• REQUIREMENT
Where in the listing does the string "generation" appear? Copy every line that holds it.

*** Block opens ***

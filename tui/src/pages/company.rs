//! Company detail page.
//!
//! The whole layout branches on the company lifecycle state: while
//! `waiting_funds` the funding-status view leads (progress gauges,
//! stakeholder table, check/distribute actions); once `distributed` the
//! overview and token-holdings views lead.

use crate::app::LoadState;
use crate::widgets;
use ledgerwatch_core::format::{format_address, format_usd, group_thousands};
use ledgerwatch_core::funding::FundingSummary;
use ledgerwatch_core::model::{CompanyFullInfo, DistributeReceipt};
use ratatui::layout::{Constraint, Layout, Rect};
use ratatui::style::{Color, Style, Stylize};
use ratatui::text::{Line, Span};
use ratatui::widgets::{Gauge, Paragraph, Row, Table, Tabs};
use ratatui::Frame;

#[derive(Debug, Clone, Copy, PartialEq, Eq, Default)]
pub enum CompanyTab {
    #[default]
    Stakeholders,
    Overview,
    Holdings,
}

impl CompanyTab {
    fn next(self) -> Self {
        match self {
            CompanyTab::Stakeholders => CompanyTab::Overview,
            CompanyTab::Overview => CompanyTab::Holdings,
            CompanyTab::Holdings => CompanyTab::Stakeholders,
        }
    }

    fn index(self) -> usize {
        match self {
            CompanyTab::Stakeholders => 0,
            CompanyTab::Overview => 1,
            CompanyTab::Holdings => 2,
        }
    }
}

#[derive(Default)]
pub struct CompanyPage {
    pub company_id: String,
    pub info: LoadState<CompanyFullInfo>,
    pub tab: CompanyTab,
    pub selected: usize,
    pub checking: bool,
    pub distributing: bool,
    pub last_distribution: Option<DistributeReceipt>,
    generation: u64,
}

impl CompanyPage {
    pub fn open(&mut self, company_id: String) {
        if company_id != self.company_id {
            self.last_distribution = None;
            self.selected = 0;
        }
        self.company_id = company_id;
        self.info = LoadState::NotLoaded;
        self.tab = CompanyTab::Stakeholders;
    }

    pub fn generation(&self) -> u64 {
        self.generation
    }

    pub fn bump(&mut self) -> u64 {
        self.generation += 1;
        self.generation
    }

    /// Default view follows the lifecycle: funding status while waiting,
    /// overview once distributed.
    pub fn apply_info(&mut self, info: CompanyFullInfo) {
        self.tab = if info.company.state.is_distributed() {
            CompanyTab::Overview
        } else {
            CompanyTab::Stakeholders
        };
        if self.selected >= info.stakeholders.len() {
            self.selected = info.stakeholders.len().saturating_sub(1);
        }
        self.info = LoadState::Loaded(info);
    }

    pub fn next_tab(&mut self) {
        self.tab = self.tab.next();
    }

    pub fn move_selection(&mut self, delta: i64) {
        let len = self.info.as_loaded().map_or(0, |i| i.stakeholders.len());
        if len == 0 {
            return;
        }
        let next = self.selected as i64 + delta;
        self.selected = next.clamp(0, len as i64 - 1) as usize;
    }

    /// The distribute action is offered only when every stakeholder in a
    /// non-empty list is paid and trustlined, and no attempt is in flight.
    pub fn distribute_enabled(&self) -> bool {
        if self.distributing {
            return false;
        }
        match self.info.as_loaded() {
            Some(info) => {
                !info.company.state.is_distributed()
                    && FundingSummary::from_stakeholders(&info.stakeholders).can_distribute()
            }
            None => false,
        }
    }

    pub fn render(&self, frame: &mut Frame, area: Rect) {
        let info = match &self.info {
            LoadState::Loaded(info) => info,
            LoadState::Loading | LoadState::NotLoaded => {
                return widgets::render_notice(frame, area, "Loading company data...");
            }
            LoadState::Error(_) => {
                return widgets::render_notice(
                    frame,
                    area,
                    "Company not found or failed to load data (esc: marketplace)",
                );
            }
        };

        if info.company.state.is_distributed() {
            self.render_distributed(frame, area, info);
        } else {
            self.render_waiting_funds(frame, area, info);
        }
    }

    fn header_line(&self, info: &CompanyFullInfo) -> Line<'static> {
        let company = &info.company;
        let state_color = if company.state.is_distributed() {
            Color::Green
        } else {
            Color::Yellow
        };
        Line::from(vec![
            Span::styled(company.name.clone(), Style::new().bold()),
            Span::raw("  "),
            Span::styled(format!("[{}]", company.symbol), Style::new().fg(Color::Cyan)),
            Span::raw("  "),
            Span::styled(company.state.label().to_string(), Style::new().fg(state_color)),
            Span::raw(if self.checking { "  checking..." } else { "" }),
        ])
    }

    fn render_waiting_funds(&self, frame: &mut Frame, area: Rect, info: &CompanyFullInfo) {
        let summary = FundingSummary::from_stakeholders(&info.stakeholders);
        let [header, gauges, actions, table] = Layout::vertical([
            Constraint::Length(1),
            Constraint::Length(5),
            Constraint::Length(1),
            Constraint::Min(4),
        ])
        .areas(area);

        frame.render_widget(Paragraph::new(self.header_line(info)), header);

        let [paid, trustline, ready] = Layout::horizontal([
            Constraint::Ratio(1, 3),
            Constraint::Ratio(1, 3),
            Constraint::Ratio(1, 3),
        ])
        .areas(gauges);
        render_gauge(frame, paid, "Paid", summary.paid, summary.total, summary.paid_percent);
        render_gauge(
            frame,
            trustline,
            "Trustlines",
            summary.trustlined,
            summary.total,
            summary.trustline_percent,
        );
        render_gauge(frame, ready, "Ready", summary.ready, summary.total, summary.ready_percent);

        let distribute = if self.distributing {
            Span::styled("Distributing...", Style::new().fg(Color::Yellow))
        } else if self.distribute_enabled() {
            Span::styled("d: distribute tokens", Style::new().fg(Color::Green).bold())
        } else {
            Span::styled("distribute unavailable until all are ready", Style::new().dim())
        };
        frame.render_widget(
            Paragraph::new(Line::from(vec![
                Span::raw("c: check stakeholders   "),
                distribute,
                Span::raw("   p: pay selected"),
            ])),
            actions,
        );

        match &self.last_distribution {
            Some(receipt) => {
                let [table_area, receipt_area] =
                    Layout::vertical([Constraint::Min(4), Constraint::Length(6)]).areas(table);
                self.render_stakeholder_table(frame, table_area, info);
                render_distribution_receipt(frame, receipt_area, receipt);
            }
            None => self.render_stakeholder_table(frame, table, info),
        }
    }

    fn render_stakeholder_table(&self, frame: &mut Frame, area: Rect, info: &CompanyFullInfo) {
        let block = widgets::card("Stakeholder Status");
        let inner = block.inner(area);
        frame.render_widget(block, area);

        if info.stakeholders.is_empty() {
            return widgets::render_notice(frame, inner, "No stakeholders registered");
        }

        let rows = info.stakeholders.iter().enumerate().map(|(i, sh)| {
            let row = Row::new(vec![
                Line::from(format_address(&sh.wallet_address)),
                Line::from(format_usd(sh.required_rlusd)),
                Line::from(widgets::yes_no(sh.has_paid)),
                Line::from(widgets::yes_no(sh.has_trustline)),
                Line::from(widgets::stakeholder_badge(sh)),
            ]);
            if i == self.selected {
                row.style(Style::new().bg(Color::DarkGray))
            } else {
                row
            }
        });
        let table = Table::new(
            rows,
            [
                Constraint::Length(18),
                Constraint::Length(16),
                Constraint::Length(6),
                Constraint::Length(10),
                Constraint::Min(20),
            ],
        )
        .header(Row::new(vec!["Wallet", "Required RLUSD", "Paid", "Trustline", "Status"]).dim());
        frame.render_widget(table, inner);
    }

    fn render_distributed(&self, frame: &mut Frame, area: Rect, info: &CompanyFullInfo) {
        let [header, tabs_area, body] = Layout::vertical([
            Constraint::Length(1),
            Constraint::Length(1),
            Constraint::Min(4),
        ])
        .areas(area);

        frame.render_widget(Paragraph::new(self.header_line(info)), header);
        let tabs = Tabs::new(vec!["Stakeholders", "Overview", "Token Holdings"])
            .select(self.tab.index())
            .highlight_style(Style::new().bold().fg(Color::Cyan));
        frame.render_widget(tabs, tabs_area);

        match self.tab {
            CompanyTab::Stakeholders => self.render_stakeholder_table(frame, body, info),
            CompanyTab::Overview => render_overview(frame, body, info),
            CompanyTab::Holdings => render_holdings(frame, body, info),
        }
    }
}

fn render_gauge(frame: &mut Frame, area: Rect, label: &str, count: usize, total: usize, percent: f64) {
    let block = widgets::card(&format!("{label} {count}/{total}"));
    let inner = block.inner(area);
    frame.render_widget(block, area);
    let gauge = Gauge::default()
        .ratio((percent / 100.0).clamp(0.0, 1.0))
        .label(format!("{percent:.0}%"))
        .gauge_style(Style::new().fg(Color::Cyan));
    frame.render_widget(gauge, inner);
}

fn render_distribution_receipt(frame: &mut Frame, area: Rect, receipt: &DistributeReceipt) {
    let block = widgets::card("Distribution Result");
    let inner = block.inner(area);
    frame.render_widget(block, area);

    let mut lines: Vec<Line> = receipt
        .distribution
        .iter()
        .map(|entry| {
            Line::from(vec![
                Span::raw(format_address(&entry.shareholder)),
                Span::raw("  "),
                Span::raw(group_thousands(entry.tokens_sent)),
                Span::raw(" tokens  "),
                Span::styled(
                    entry.tx_result.engine_result.clone(),
                    Style::new().fg(Color::Green),
                ),
            ])
        })
        .collect();
    if let Some(amm) = &receipt.amm_result {
        lines.push(Line::from(vec![
            Span::raw("AMM creation  "),
            Span::styled(amm.engine_result.clone(), Style::new().fg(Color::Green)),
        ]));
    }
    frame.render_widget(Paragraph::new(lines), inner);
}

fn render_overview(frame: &mut Frame, area: Rect, info: &CompanyFullInfo) {
    let block = widgets::card("Overview");
    let inner = block.inner(area);
    frame.render_widget(block, area);

    let company = &info.company;
    let stats = &info.stats;
    let lines = vec![
        Line::from(format!("Price per token   {}", format_usd(stats.price_per_token_usd))),
        Line::from(format!("Market cap        {}", format_usd(stats.market_cap_usd))),
        Line::from(format!(
            "Token supply      {} {}",
            group_thousands(company.total_supply),
            company.symbol
        )),
        Line::from(format!(
            "Pool liquidity    {} ({} {})",
            format_usd(stats.liquidity_usd),
            group_thousands(stats.liquidity_token_amount),
            company.symbol
        )),
        Line::from(format!("Issuing address   {}", company.issuing_address)),
        Line::from(""),
        Line::from("a: AMM pool details   t: trade").dim(),
    ];
    frame.render_widget(Paragraph::new(lines), inner);
}

fn render_holdings(frame: &mut Frame, area: Rect, info: &CompanyFullInfo) {
    let block = widgets::card("Token Holdings");
    let inner = block.inner(area);
    frame.render_widget(block, area);

    if info.token_holders.is_empty() {
        return widgets::render_notice(frame, inner, "No on-chain holdings yet");
    }

    let total: f64 = info.token_holders.iter().map(|h| h.balance).sum();
    let rows = info.token_holders.iter().map(|holder| {
        let share = if total > 0.0 {
            100.0 * holder.balance / total
        } else {
            0.0
        };
        let bar_width = (share / 100.0 * 24.0).round() as usize;
        Row::new(vec![
            Line::from(format_address(&holder.wallet_address)),
            Line::from(group_thousands(holder.balance)),
            Line::from(format!("{share:.1}%")),
            Line::from(Span::styled("█".repeat(bar_width), Style::new().fg(Color::Cyan))),
        ])
    });
    let table = Table::new(
        rows,
        [
            Constraint::Length(18),
            Constraint::Length(14),
            Constraint::Length(8),
            Constraint::Min(10),
        ],
    )
    .header(Row::new(vec!["Wallet", "Balance", "Share", ""]).dim());
    frame.render_widget(table, inner);
}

*** Block closes ***

• TASK SOLUTION
    generation: u64,
    pub fn generation(&self) -> u64 {
        self.generation
        self.generation += 1;
        self.generation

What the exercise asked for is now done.